Two routes to permanent residency
It is important to distinguish between two different types of 'permanent residency' in Cyprus. The first is the Permanent Residency by Investment (sometimes called the Category F or Regulation 6(2) permit), which is available to non-EU nationals who make a qualifying property investment of at least €300,000 and does not require any prior period of residence. The second — the subject of this guide — is the Long-Term Resident permit acquired through five years of continuous legal residence, available under EU Directive 2003/109/EC as implemented by the Aliens and Immigration Law of Cyprus. The two are legally distinct documents with different rights, different application processes, and different costs. This guide covers the five-year route. If you hold the investment-based PR, the contents of this guide still apply to you if you later want to convert to the long-term resident status that accrues from physical presence.
The qualifying residency requirement
To apply for the Long-Term Resident permit under the five-year route, you must have held continuous legal residence in Cyprus for at least five years immediately before the application date. 'Continuous' means you have not been absent from Cyprus for more than six consecutive months at any one time, and your absences in total have not exceeded ten months across the entire five-year qualifying period. Temporary absences for serious reasons (medical treatment, study, or professional posting abroad) may not break continuity but must be evidenced. The five years must be as a legal resident — tourist entries, visa waiver entries, and short visitor stays do not count. Each year of the qualifying period must be documented with a valid residence permit or registration certificate for that period. If you held several different permit types over the five years (for example, two years on a Digital Nomad Visa followed by three years on an employment permit), each must have been valid and uninterrupted — a gap in legal status, even for a few weeks, can technically break the qualifying period.
Language requirement and the points system
Cyprus does not operate a points-based immigration system in the UK or Canadian sense. The Long-Term Resident application does not require a formal points calculation. What it does require is: sufficient resources (income or assets) to support yourself and your dependents without recourse to the social assistance system, and integration evidence, which in practice means providing documentation of your ties to Cyprus — employment, property ownership, school enrollment for children, tax filings, and social contributions. A Greek language test is not currently mandatory for the Long-Term Resident permit under EU Directive 2003/109 — this is different from naturalisation (citizenship), where Greek language proficiency at B1 level is required. However, applicants are encouraged to demonstrate social integration, and language evidence strengthens an application. The income threshold assessed for self-sufficiency is approximately €8,000 per year for the primary applicant plus €2,000 per dependent, though CRMD has assessed these figures inconsistently across applications. Work with a lawyer to confirm the current assessment standard for your profile.
Application documents
The Long-Term Resident application is submitted to the CRMD with: a completed form M68; a valid passport; the current ARC; evidence of five years of uninterrupted legal residence (ARCs, registration certificates, and permit renewal documents for each year); evidence of sufficient resources — six months of bank statements and either payslips or company accounts for self-employed applicants; evidence of health insurance or GeSY registration; proof of accommodation in Cyprus (current lease or property title); a clean criminal record certificate issued within six months of the application date, apostilled; and a tax clearance certificate confirming no outstanding tax liabilities. For applicants who have had multiple permit types, bring the full documentation chain for each permit. The CRMD processes the application and conducts security checks with Cyprus Police; applicants with any criminal record (even minor offences from another jurisdiction) should take legal advice before applying. Application fee is approximately €200 per adult. The Long-Term Resident permit is a single-status permit covering the primary applicant and their registered dependents.

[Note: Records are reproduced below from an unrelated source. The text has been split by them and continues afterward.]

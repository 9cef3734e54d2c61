use chrono::NaiveDate;
use geo::MultiPolygon;
use ndarray::{Array2, Array3};
use serde::{Deserialize, Serialize};
use std::fmt;

/// Real-valued sample (reflectance, index value). Missing samples are NaN.
pub type Sample = f32;

/// 2D sample grid (rows x cols)
pub type SampleImage = Array2<Sample>;

/// 3D sample stack (band x rows x cols)
pub type SampleCube = Array3<Sample>;

/// Coordinate reference system of a raster or vector layer
#[derive(Debug, Clone, PartialEq, Eq, Hash, Serialize, Deserialize)]
pub enum Crs {
    /// Authority code, e.g. EPSG:32615
    Epsg(u32),
    /// Full WKT definition as reported by the data source
    Wkt(String),
}

impl fmt::Display for Crs {
    fn fmt(&self, f: &mut fmt::Formatter<'_>) -> fmt::Result {
        match self {
            Crs::Epsg(code) => write!(f, "EPSG:{}", code),
            Crs::Wkt(wkt) => {
                let head: String = wkt.chars().take(48).collect();
                write!(f, "WKT({}...)", head)
            }
        }
    }
}

/// Axis-aligned bounding box in the coordinates of its own CRS
#[derive(Debug, Clone, Copy, PartialEq, Serialize, Deserialize)]
pub struct BoundingBox {
    pub min_x: f64,
    pub min_y: f64,
    pub max_x: f64,
    pub max_y: f64,
}

impl BoundingBox {
    pub fn new(min_x: f64, min_y: f64, max_x: f64, max_y: f64) -> Self {
        Self { min_x, min_y, max_x, max_y }
    }

    pub fn width(&self) -> f64 {
        self.max_x - self.min_x
    }

    pub fn height(&self) -> f64 {
        self.max_y - self.min_y
    }

    /// True when the box encloses no area
    pub fn is_empty(&self) -> bool {
        !(self.width() > 0.0 && self.height() > 0.0)
    }

    pub fn union(&self, other: &BoundingBox) -> BoundingBox {
        BoundingBox {
            min_x: self.min_x.min(other.min_x),
            min_y: self.min_y.min(other.min_y),
            max_x: self.max_x.max(other.max_x),
            max_y: self.max_y.max(other.max_y),
        }
    }

    pub fn intersects(&self, other: &BoundingBox) -> bool {
        self.min_x < other.max_x
            && other.min_x < self.max_x
            && self.min_y < other.max_y
            && other.min_y < self.max_y
    }
}

/// Affine pixel-to-world transform (GDAL coefficient order)
#[derive(Debug, Clone, Copy, PartialEq, Serialize, Deserialize)]
pub struct GeoTransform {
    pub top_left_x: f64,
    pub pixel_width: f64,
    pub rotation_x: f64,
    pub top_left_y: f64,
    pub rotation_y: f64,
    pub pixel_height: f64,
}

impl GeoTransform {
    /// North-up transform without rotation
    pub fn north_up(top_left_x: f64, top_left_y: f64, pixel_width: f64, pixel_height: f64) -> Self {
        Self {
            top_left_x,
            pixel_width,
            rotation_x: 0.0,
            top_left_y,
            rotation_y: 0.0,
            pixel_height: -pixel_height.abs(),
        }
    }

    pub fn from_gdal(coeffs: [f64; 6]) -> Self {
        Self {
            top_left_x: coeffs[0],
            pixel_width: coeffs[1],
            rotation_x: coeffs[2],
            top_left_y: coeffs[3],
            rotation_y: coeffs[4],
            pixel_height: coeffs[5],
        }
    }

    pub fn to_gdal(&self) -> [f64; 6] {
        [
            self.top_left_x,
            self.pixel_width,
            self.rotation_x,
            self.top_left_y,
            self.rotation_y,
            self.pixel_height,
        ]
    }

    pub fn is_rotated(&self) -> bool {
        self.rotation_x != 0.0 || self.rotation_y != 0.0
    }

    /// World coordinate of a pixel centre
    pub fn pixel_center(&self, row: usize, col: usize) -> (f64, f64) {
        let c = col as f64 + 0.5;
        let r = row as f64 + 0.5;
        (
            self.top_left_x + c * self.pixel_width + r * self.rotation_x,
            self.top_left_y + c * self.rotation_y + r * self.pixel_height,
        )
    }

    /// Fractional (col, row) of a world coordinate. Ignores rotation.
    pub fn world_to_pixel(&self, x: f64, y: f64) -> (f64, f64) {
        (
            (x - self.top_left_x) / self.pixel_width,
            (y - self.top_left_y) / self.pixel_height,
        )
    }

    /// Transform of a sub-window starting at (col_off, row_off)
    pub fn windowed(&self, col_off: usize, row_off: usize) -> GeoTransform {
        let c = col_off as f64;
        let r = row_off as f64;
        GeoTransform {
            top_left_x: self.top_left_x + c * self.pixel_width + r * self.rotation_x,
            top_left_y: self.top_left_y + c * self.rotation_y + r * self.pixel_height,
            ..*self
        }
    }

    /// Extent covered by a grid of `rows` x `cols` pixels
    pub fn extent(&self, rows: usize, cols: usize) -> BoundingBox {
        let x0 = self.top_left_x;
        let x1 = self.top_left_x + cols as f64 * self.pixel_width;
        let y0 = self.top_left_y;
        let y1 = self.top_left_y + rows as f64 * self.pixel_height;
        BoundingBox::new(x0.min(x1), y0.min(y1), x0.max(x1), y0.max(y1))
    }

    /// Same pixel size within a relative tolerance
    pub fn same_resolution(&self, other: &GeoTransform) -> bool {
        let close = |a: f64, b: f64| (a - b).abs() <= 1e-9 * a.abs().max(b.abs()).max(1.0);
        close(self.pixel_width, other.pixel_width) && close(self.pixel_height, other.pixel_height)
    }
}

/// Single-band georeferenced raster. Missing samples are NaN, never zero.
#[derive(Debug, Clone)]
pub struct Raster {
    pub data: SampleImage,
    pub geo_transform: GeoTransform,
    pub crs: Crs,
    /// Nodata sentinel of the source, already converted to NaN in `data`
    pub nodata: Option<f64>,
}

impl Raster {
    pub fn new(data: SampleImage, geo_transform: GeoTransform, crs: Crs) -> Self {
        Self {
            data,
            geo_transform,
            crs,
            nodata: None,
        }
    }

    /// (rows, cols)
    pub fn shape(&self) -> (usize, usize) {
        self.data.dim()
    }

    pub fn extent(&self) -> BoundingBox {
        let (rows, cols) = self.shape();
        self.geo_transform.extent(rows, cols)
    }

    /// Number of non-missing samples
    pub fn valid_count(&self) -> usize {
        self.data.iter().filter(|v| !v.is_nan()).count()
    }

    /// New raster on the same grid and CRS with different samples
    pub fn with_data(&self, data: SampleImage) -> Raster {
        Raster {
            data,
            geo_transform: self.geo_transform,
            crs: self.crs.clone(),
            nodata: self.nodata,
        }
    }

    pub fn ensure_same_crs(&self, crs: &Crs) -> VerdureResult<()> {
        if &self.crs != crs {
            return Err(VerdureError::CrsMismatch {
                expected: crs.to_string(),
                found: self.crs.to_string(),
            });
        }
        Ok(())
    }

    /// Same CRS, shape and transform
    pub fn ensure_same_grid(&self, other: &Raster) -> VerdureResult<()> {
        self.ensure_same_crs(&other.crs)?;
        if self.shape() != other.shape() {
            return Err(VerdureError::ShapeMismatch {
                expected: other.shape(),
                found: self.shape(),
            });
        }
        if self.geo_transform != other.geo_transform {
            return Err(VerdureError::Processing(format!(
                "Grid transforms differ: {:?} vs {:?}",
                self.geo_transform, other.geo_transform
            )));
        }
        Ok(())
    }
}

/// Multi-band raster sharing one grid (band x rows x cols)
#[derive(Debug, Clone)]
pub struct MultiBandRaster {
    pub band_names: Vec<String>,
    pub data: SampleCube,
    pub geo_transform: GeoTransform,
    pub crs: Crs,
}

impl MultiBandRaster {
    /// Stack single-band rasters that already share a grid
    pub fn from_bands(bands: Vec<(String, Raster)>) -> VerdureResult<Self> {
        let (_, first) = bands.first().ok_or_else(|| {
            VerdureError::Processing("Cannot stack an empty band list".to_string())
        })?;
        let (rows, cols) = first.shape();
        let geo_transform = first.geo_transform;
        let crs = first.crs.clone();

        let mut data = SampleCube::from_elem((bands.len(), rows, cols), Sample::NAN);
        let mut band_names = Vec::with_capacity(bands.len());
        for (i, (name, raster)) in bands.iter().enumerate() {
            raster.ensure_same_grid(first)?;
            data.index_axis_mut(ndarray::Axis(0), i).assign(&raster.data);
            band_names.push(name.clone());
        }

        Ok(Self {
            band_names,
            data,
            geo_transform,
            crs,
        })
    }

    pub fn band_count(&self) -> usize {
        self.band_names.len()
    }

    /// (rows, cols)
    pub fn shape(&self) -> (usize, usize) {
        let (_, rows, cols) = self.data.dim();
        (rows, cols)
    }

    /// Copy one band out as a single-band raster
    pub fn band(&self, name: &str) -> Option<Raster> {
        let idx = self.band_names.iter().position(|b| b == name)?;
        Some(Raster::new(
            self.data.index_axis(ndarray::Axis(0), idx).to_owned(),
            self.geo_transform,
            self.crs.clone(),
        ))
    }
}

/// 8-bit-per-pixel quality flags (e.g. HLS Fmask)
#[derive(Debug, Clone)]
pub struct QualityFlagSet {
    pub data: Array2<u8>,
    pub nodata: Option<u8>,
    pub geo_transform: GeoTransform,
    pub crs: Crs,
}

/// True where a pixel carries none of the disqualifying flags
#[derive(Debug, Clone)]
pub struct UsableMask {
    pub data: Array2<bool>,
    pub geo_transform: GeoTransform,
    pub crs: Crs,
}

impl UsableMask {
    pub fn usable_count(&self) -> usize {
        self.data.iter().filter(|&&v| v).count()
    }
}

/// One band of one acquisition over one footprint
#[derive(Debug, Clone)]
pub struct Tile {
    pub band: String,
    pub acquired: NaiveDate,
    pub tile_id: String,
    pub raster: Raster,
}

/// Ordered redlining grade
#[derive(Debug, Clone, Copy, PartialEq, Eq, PartialOrd, Ord, Hash, Serialize, Deserialize)]
pub enum Grade {
    A,
    B,
    C,
    D,
}

impl Grade {
    /// Parse a grade label; anything outside A-D is treated as missing
    pub fn parse(label: &str) -> Option<Grade> {
        match label.trim().to_uppercase().as_str() {
            "A" => Some(Grade::A),
            "B" => Some(Grade::B),
            "C" => Some(Grade::C),
            "D" => Some(Grade::D),
            _ => None,
        }
    }

    /// Category code in ordered position (A = 0)
    pub fn code(&self) -> u8 {
        *self as u8
    }
}

impl fmt::Display for Grade {
    fn fmt(&self, f: &mut fmt::Formatter<'_>) -> fmt::Result {
        let label = match self {
            Grade::A => "A",
            Grade::B => "B",
            Grade::C => "C",
            Grade::D => "D",
        };
        write!(f, "{}", label)
    }
}

/// Polygonal spatial unit from an external vector layer
#[derive(Debug, Clone)]
pub struct Zone {
    pub id: String,
    pub grade: Option<Grade>,
    pub geometry: MultiPolygon<f64>,
}

/// Per-zone vegetation statistics, one ledger row
#[derive(Debug, Clone, PartialEq, Serialize, Deserialize)]
pub struct ZonalRecord {
    pub zone: String,
    pub total_pixels: u64,
    pub frac_veg: f64,
    pub mean_patch_size: f64,
    pub edge_density: f64,
}

/// Which side of a zone join lacked a partner
#[derive(Debug, Clone, Copy, PartialEq, Eq, Serialize, Deserialize)]
pub enum JoinSide {
    /// A ledger record whose id matches no zone
    RecordWithoutZone,
    /// A zone with no ledger record
    ZoneWithoutRecord,
}

impl fmt::Display for JoinSide {
    fn fmt(&self, f: &mut fmt::Formatter<'_>) -> fmt::Result {
        match self {
            JoinSide::RecordWithoutZone => write!(f, "record without zone"),
            JoinSide::ZoneWithoutRecord => write!(f, "zone without record"),
        }
    }
}

/// Error types for the ingestion and analysis pipeline
#[derive(Debug, thiserror::Error)]
pub enum VerdureError {
    #[error("I/O error: {0}")]
    Io(#[from] std::io::Error),

    #[error("GDAL error: {0}")]
    Gdal(#[from] gdal::errors::GdalError),

    #[error("CSV error: {0}")]
    Csv(#[from] csv::Error),

    #[error("JSON error: {0}")]
    Json(#[from] serde_json::Error),

    #[error("Invalid data format: {0}")]
    InvalidFormat(String),

    #[error("Processing error: {0}")]
    Processing(String),

    #[error("Source unavailable: {source_id}: {reason}")]
    SourceUnavailable { source_id: String, reason: String },

    #[error("Region of interest does not intersect {source_id}")]
    EmptyIntersection { source_id: String },

    #[error("Band {0} has no contributing tiles")]
    MissingBand(String),

    #[error("Transient catalog failure: {0}")]
    TransientCatalogFailure(String),

    #[error("Join mismatch for zone {zone_id}: {side}")]
    JoinMismatch { zone_id: String, side: JoinSide },

    #[error("CRS mismatch: expected {expected}, found {found}")]
    CrsMismatch { expected: String, found: String },

    #[error("Shape mismatch: expected {expected:?}, found {found:?}")]
    ShapeMismatch {
        expected: (usize, usize),
        found: (usize, usize),
    },

    #[error("Gave up after {attempts} attempts: {last_error}")]
    RetriesExhausted { attempts: u32, last_error: String },
}

impl VerdureError {
    /// Errors worth another attempt after a pause
    pub fn is_transient(&self) -> bool {
        matches!(self, VerdureError::TransientCatalogFailure(_))
    }

    /// Per-unit conditions that a batch loop records and skips
    pub fn is_skippable(&self) -> bool {
        matches!(
            self,
            VerdureError::SourceUnavailable { .. } | VerdureError::EmptyIntersection { .. }
        )
    }
}

/// Result type for pipeline operations
pub type VerdureResult<T> = Result<T, VerdureError>;

#[cfg(test)]
mod tests {
    use super::*;

    #[test]
    fn test_extent_north_up() {
        let gt = GeoTransform::north_up(100.0, 200.0, 10.0, 10.0);
        let bbox = gt.extent(3, 4);
        assert_eq!(bbox, BoundingBox::new(100.0, 170.0, 140.0, 200.0));
    }

    #[test]
    fn test_windowed_transform() {
        let gt = GeoTransform::north_up(0.0, 100.0, 30.0, 30.0);
        let sub = gt.windowed(2, 1);
        assert_eq!(sub.top_left_x, 60.0);
        assert_eq!(sub.top_left_y, 70.0);
        assert_eq!(sub.pixel_height, -30.0);
    }

    #[test]
    fn test_grade_order_and_parse() {
        assert!(Grade::A < Grade::D);
        assert_eq!(Grade::parse(" c"), Some(Grade::C));
        assert_eq!(Grade::parse("E"), None);
        assert_eq!(Grade::parse(""), None);
        assert_eq!(Grade::B.code(), 1);
    }

    #[test]
    fn test_crs_mismatch_is_reported() {
        let raster = Raster::new(
            SampleImage::zeros((2, 2)),
            GeoTransform::north_up(0.0, 0.0, 1.0, 1.0),
            Crs::Epsg(32615),
        );
        let err = raster.ensure_same_crs(&Crs::Epsg(4326)).unwrap_err();
        assert!(matches!(err, VerdureError::CrsMismatch { .. }));
    }

    #[test]
    fn test_error_classification() {
        assert!(VerdureError::TransientCatalogFailure("503".into()).is_transient());
        assert!(!VerdureError::MissingBand("B02".into()).is_transient());
        assert!(VerdureError::EmptyIntersection { source_id: "t".into() }.is_skippable());
    }
}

Rights versus citizenship — what the Long-Term Permit gives you
The Long-Term Resident permit is permanent in the sense that it does not have an expiry date (though it must be renewed after five years to confirm continued residence status), and it cannot be revoked simply because you choose to be absent from Cyprus for a period (unlike the investment PR, which requires at least one entry every two years). Rights under the Long-Term Resident permit: right to work in Cyprus in any sector without a separate work permit; right to access social security and social assistance on the same terms as Cypriot citizens; right to access education and vocational training on equal terms; and the right to move freely within Cyprus. The permit does not give you EU free movement rights — you cannot move to Germany or France and work there on a Cyprus Long-Term Resident permit; for that you need citizenship. Naturalisation (Cypriot citizenship) requires seven years of continuous residence, with most of those years spent physically in Cyprus, a Greek language test at B1, a Cyprus history and culture test, and evidence of integration. The Long-Term Resident permit starts the clock toward citizenship but does not replace it. As a practical note: Cyprus citizenship confers full EU rights, including freedom of movement and work across all 27 EU member states, which is the primary reason many long-term residents pursue naturalisation.